Roofing and Fall Protection: Key Safety Considerations

Streamlining and improving facilities' roof safety programs can help managers protect the health and safety of front-line technicians.

By Kristen Panella, Contributing Writer  

Roofs are an essential part of institutional and commercial facilities, and they require regular maintenance to ensure their durability and longevity. But working on a roof can be hazardous for front-line technicians, with falls from heights being one of the leading causes of workplace fatalities. 

Unfortunately, many maintenance and engineering managers neglect to identify this hazard, or they simply ignore it. So it is crucial for managers to take steps to improve the safety of workers on roofs by implementing effective and compliant fall-protection measures. A closer look at key considerations in streamlining and improving facilities' roof safety can help managers protect the health and safety of front-line technicians. 

Conduct a risk assessment 

The first step in improving roof safety is to conduct a comprehensive risk assessment. Managers conducting a hazard assessment or developing a comprehensive fall protection plan need to think about fall hazards before the work begins. This approach will help the employer manage fall hazards and focus attention on prevention efforts. 

This process involves identifying potential hazards, assessing the likelihood of accidents and determining the severity of the identified risks. A comprehensive risk assessment should include the following: 

  • identifying the roof's design, including the slope, height and access points 
  • determining the type of work that will be performed on the roof and the equipment that technicians will require 
  • identifying potential hazards involved in the work, including those related to skylights, unprotected edges and roof penetrations 
  • assessing the likelihood of accidents based on the level of traffic on the roof, weather conditions and the workers' experience 
  • determining the severity of the identified risks, based on the height of the fall and the potential for injury. 

Using the results of the risk assessment, managers then can develop a comprehensive fall-protection plan that is tailored to the specific needs of their facility.

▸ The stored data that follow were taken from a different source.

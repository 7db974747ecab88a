//! Power-set (subset) construction: determinization.
//!
//! Produces a deterministic, total automaton whose states are sets of
//! original states. The input is first brought into epsilon-free form; the
//! construction then explores subsets breadth-first from the set of initial
//! states, always defining a successor for every symbol (the empty subset
//! acts as the sink), so the output has no missing and no ambiguous
//! transitions by construction.
//!
//! Subset states are `BTreeSet`s, which keeps them hashable and ordered;
//! this is why the state type additionally requires `Ord`.

use crate::automaton::{Automaton, StateId, SymbolId, Transition};
use crate::conversion::Conversion;
use crate::nfa::conversion::EpsilonRemoval;
use crate::nfa::{Nfa, NfaTransition};
use indexmap::{IndexMap, IndexSet};
use std::collections::{BTreeSet, VecDeque};
use std::marker::PhantomData;

/// Determinizes an NFA via the subset construction.
#[derive(Debug, Default)]
pub struct PowerSetConstruction<S, A> {
    _marker: PhantomData<(S, A)>,
}

impl<S, A> PowerSetConstruction<S, A> {
    /// Create the conversion.
    pub fn new() -> Self {
        Self {
            _marker: PhantomData,
        }
    }
}

impl<S: StateId + Ord, A: SymbolId> Conversion for PowerSetConstruction<S, A> {
    type Input = Nfa<S, A>;
    type Output = Nfa<BTreeSet<S>, A>;

    fn is_redundant(&self, nfa: &Self::Input) -> bool {
        let faults = nfa.check_determinacy();
        faults.is_deterministic() && faults.is_total()
    }

    fn identity(&self, nfa: &Self::Input) -> Self::Output {
        nfa.map_states(|s| BTreeSet::from([s.clone()]))
    }

    fn convert(&self, nfa: &Self::Input) -> Self::Output {
        let epsilon_free = EpsilonRemoval::new().apply(nfa);

        let start: BTreeSet<S> = epsilon_free.initial_states().iter().cloned().collect();
        let mut states: IndexSet<BTreeSet<S>> = IndexSet::new();
        states.insert(start.clone());
        let mut table: IndexMap<BTreeSet<S>, Vec<NfaTransition<BTreeSet<S>, A>>> =
            IndexMap::new();

        let mut queue: VecDeque<BTreeSet<S>> = VecDeque::new();
        queue.push_back(start.clone());
        while let Some(subset) = queue.pop_front() {
            let mut outgoing = Vec::new();
            for symbol in epsilon_free.alphabet() {
                let successor: BTreeSet<S> = subset
                    .iter()
                    .flat_map(|state| {
                        epsilon_free
                            .transitions_from(state)
                            .iter()
                            .filter(|t| t.symbol() == Some(symbol))
                            .map(|t| t.target().clone())
                    })
                    .collect();
                if states.insert(successor.clone()) {
                    queue.push_back(successor.clone());
                }
                outgoing.push(NfaTransition::Symbol {
                    symbol: symbol.clone(),
                    target: successor,
                });
            }
            table.insert(subset, outgoing);
        }

        let accepting: IndexSet<BTreeSet<S>> = states
            .iter()
            .filter(|subset| {
                subset
                    .iter()
                    .any(|state| epsilon_free.accepting_states().contains(state))
            })
            .cloned()
            .collect();

        let mut initial = IndexSet::new();
        initial.insert(start);

        Nfa::from_parts(
            states,
            epsilon_free.alphabet().clone(),
            initial,
            accepting,
            table,
        )
    }
}

#[cfg(test)]
mod tests {
    use super::*;
    use crate::nfa::NfaBuilder;

    #[test]
    fn determinized_automaton_is_deterministic_and_total() {
        // States {0,1} over {a,b}, transitions (0,a,0) and (0,a,1),
        // accepting {1}. Language: words ending in 'a'.
        let nfa: Nfa<u32, char> = NfaBuilder::new()
            .with_states([0, 1])
            .with_symbols(['a', 'b'])
            .with_initial(0)
            .with_accepting(1)
            .with_transition(0, 'a', 0)
            .with_transition(0, 'a', 1)
            .build()
            .unwrap();
        assert!(!nfa.is_deterministic());

        let dfa = PowerSetConstruction::new().apply(&nfa);
        assert!(dfa.is_deterministic());
        assert!(dfa.is_total());
        // Original language: only "a" and nothing after a 'b'... precisely:
        // every accepted word is a nonempty run of 'a'-moves ending in state 1.
        assert!(dfa.accepts(&['a']));
        assert!(dfa.accepts(&['a', 'a']));
        assert!(!dfa.accepts(&[]));
        assert!(!dfa.accepts(&['b']));
        assert!(!dfa.accepts(&['a', 'b']));
    }

    #[test]
    fn epsilon_transitions_are_folded_away_first() {
        let nfa: Nfa<u32, char> = NfaBuilder::new()
            .with_states([0, 1, 2])
            .with_symbols(['a'])
            .with_initial(0)
            .with_accepting(2)
            .with_epsilon_transition(0, 1)
            .with_transition(1, 'a', 2)
            .build()
            .unwrap();
        let dfa = PowerSetConstruction::new().apply(&nfa);
        assert!(dfa.is_deterministic());
        assert!(dfa.accepts(&['a']));
        assert!(!dfa.accepts(&[]));
    }

    #[test]
    fn deterministic_total_input_maps_to_singleton_subsets() {
        let dfa: Nfa<u32, char> = NfaBuilder::new()
            .with_states([0, 1])
            .with_symbols(['a'])
            .with_initial(0)
            .with_accepting(1)
            .with_transition(0, 'a', 1)
            .with_transition(1, 'a', 1)
            .build()
            .unwrap();
        let conversion = PowerSetConstruction::new();
        assert!(conversion.is_redundant(&dfa));
        let mapped = conversion.apply(&dfa);
        assert!(mapped.states().iter().all(|subset| subset.len() == 1));
        assert!(mapped.accepts(&['a']));
    }
}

Choosing fall-protection equipment 

Once a manager has completed a risk assessment for rooftop work by technicians, the next step is to determine the type of fall-protection equipment required for the job. The most common types of fall-protection equipment include: 

  • Guardrails. These permanent barriers are installed around the perimeter of the roof to prevent falls. 
  • Personal fall arrest systems (PFAS). These systems consist of an anchorage point, a body harness and a lanyard or lifeline. Workers attach themselves to the anchorage point, and the PFAS stops them from falling in the event of a slip or trip. 
  • Safety nets. These nets are installed beneath the roof to catch workers should they fall. 
  • Warning lines. These lines are placed around the perimeter of the roof to warn workers of the edge. 

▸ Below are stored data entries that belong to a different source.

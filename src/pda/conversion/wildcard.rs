//! Wildcard elimination.
//!
//! Rewrites every transition that mentions [`StackGuard::Any`] into
//! equivalent wildcard-free transitions. A wildcard pop guard becomes one
//! copy of the transition per stack symbol, with the matched symbol
//! substituted for every wildcard in the push word; a wildcard in the push
//! word of a transition with a concrete pop guard simply re-pushes that
//! guard's symbol.
//!
//! Several other conversions rely on this one: a surviving wildcard guard
//! would also match stack symbols generated by a later stage (such as a
//! bottom-of-stack marker) and silently change the language.

use crate::automaton::{Automaton, StateId, SymbolId};
use crate::conversion::Conversion;
use crate::pda::{Pda, PdaTransition, StackGuard};
use indexmap::IndexMap;
use std::marker::PhantomData;

/// Rewrites a PDA into an equivalent one without wildcard stack guards.
#[derive(Debug, Default)]
pub struct WildcardElimination<S, A, G> {
    _marker: PhantomData<(S, A, G)>,
}

impl<S, A, G> WildcardElimination<S, A, G> {
    /// Create the conversion.
    pub fn new() -> Self {
        Self {
            _marker: PhantomData,
        }
    }
}

fn substitute<G: SymbolId>(push: &[StackGuard<G>], matched: &G) -> Vec<StackGuard<G>> {
    push.iter()
        .map(|element| match element {
            StackGuard::Symbol(symbol) => StackGuard::Symbol(symbol.clone()),
            StackGuard::Any => StackGuard::Symbol(matched.clone()),
        })
        .collect()
}

impl<S: StateId, A: SymbolId, G: SymbolId> Conversion for WildcardElimination<S, A, G> {
    type Input = Pda<S, A, G>;
    type Output = Pda<S, A, G>;

    fn is_redundant(&self, pda: &Self::Input) -> bool {
        pda.transitions().all(|(_, t)| {
            t.pop != StackGuard::Any && t.push.iter().all(|g| *g != StackGuard::Any)
        })
    }

    fn identity(&self, pda: &Self::Input) -> Self::Output {
        pda.clone()
    }

    fn convert(&self, pda: &Self::Input) -> Self::Output {
        let mut table: IndexMap<S, Vec<PdaTransition<S, A, G>>> = pda
            .states()
            .iter()
            .map(|s| (s.clone(), Vec::new()))
            .collect();

        for (source, transition) in pda.transitions() {
            let expanded: Vec<PdaTransition<S, A, G>> = match &transition.pop {
                StackGuard::Symbol(matched) => vec![PdaTransition {
                    input: transition.input.clone(),
                    pop: transition.pop.clone(),
                    push: substitute(&transition.push, matched),
                    target: transition.target.clone(),
                }],
                StackGuard::Any => pda
                    .stack_alphabet()
                    .iter()
                    .map(|matched| PdaTransition {
                        input: transition.input.clone(),
                        pop: StackGuard::Symbol(matched.clone()),
                        push: substitute(&transition.push, matched),
                        target: transition.target.clone(),
                    })
                    .collect(),
            };
            let outgoing = table.entry(source.clone()).or_default();
            for t in expanded {
                if !outgoing.contains(&t) {
                    outgoing.push(t);
                }
            }
        }

        Pda::from_parts(
            pda.states().clone(),
            pda.alphabet().clone(),
            pda.stack_alphabet().clone(),
            pda.initial_states().clone(),
            pda.accepting_states().clone(),
            pda.initial_stack_symbol().clone(),
            pda.acceptance(),
            table,
        )
    }
}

Choosing fall-protection equipment depends on the specific hazards identified during the risk assessment. For example, guardrails might be the most suitable option for roofs with unprotected edges, while PFAS might be better for roofs with multiple access points. If PFAS are used, technicians should pay particular attention to identifying attachment points, and managers need to ensure employees know how to properly use and inspect the equipment. 

When assessing and choosing fall-protection equipment, creativity is key. For example, if managers plan on using warning lines, then maybe the policy is for technicians to use PFAS when outside the warning line. 

Alternately, PFAS actually can increase the chance for a fall hazard in some cases. One example is when several workers on the roof using PFAS. The presence of so many life lines can create a tripping hazard. Employers who can demonstrate that it is infeasible or creates a greater hazard to use conventional fall-protection systems must develop and follow comprehensive written alternative to conventional fall-protection plans. 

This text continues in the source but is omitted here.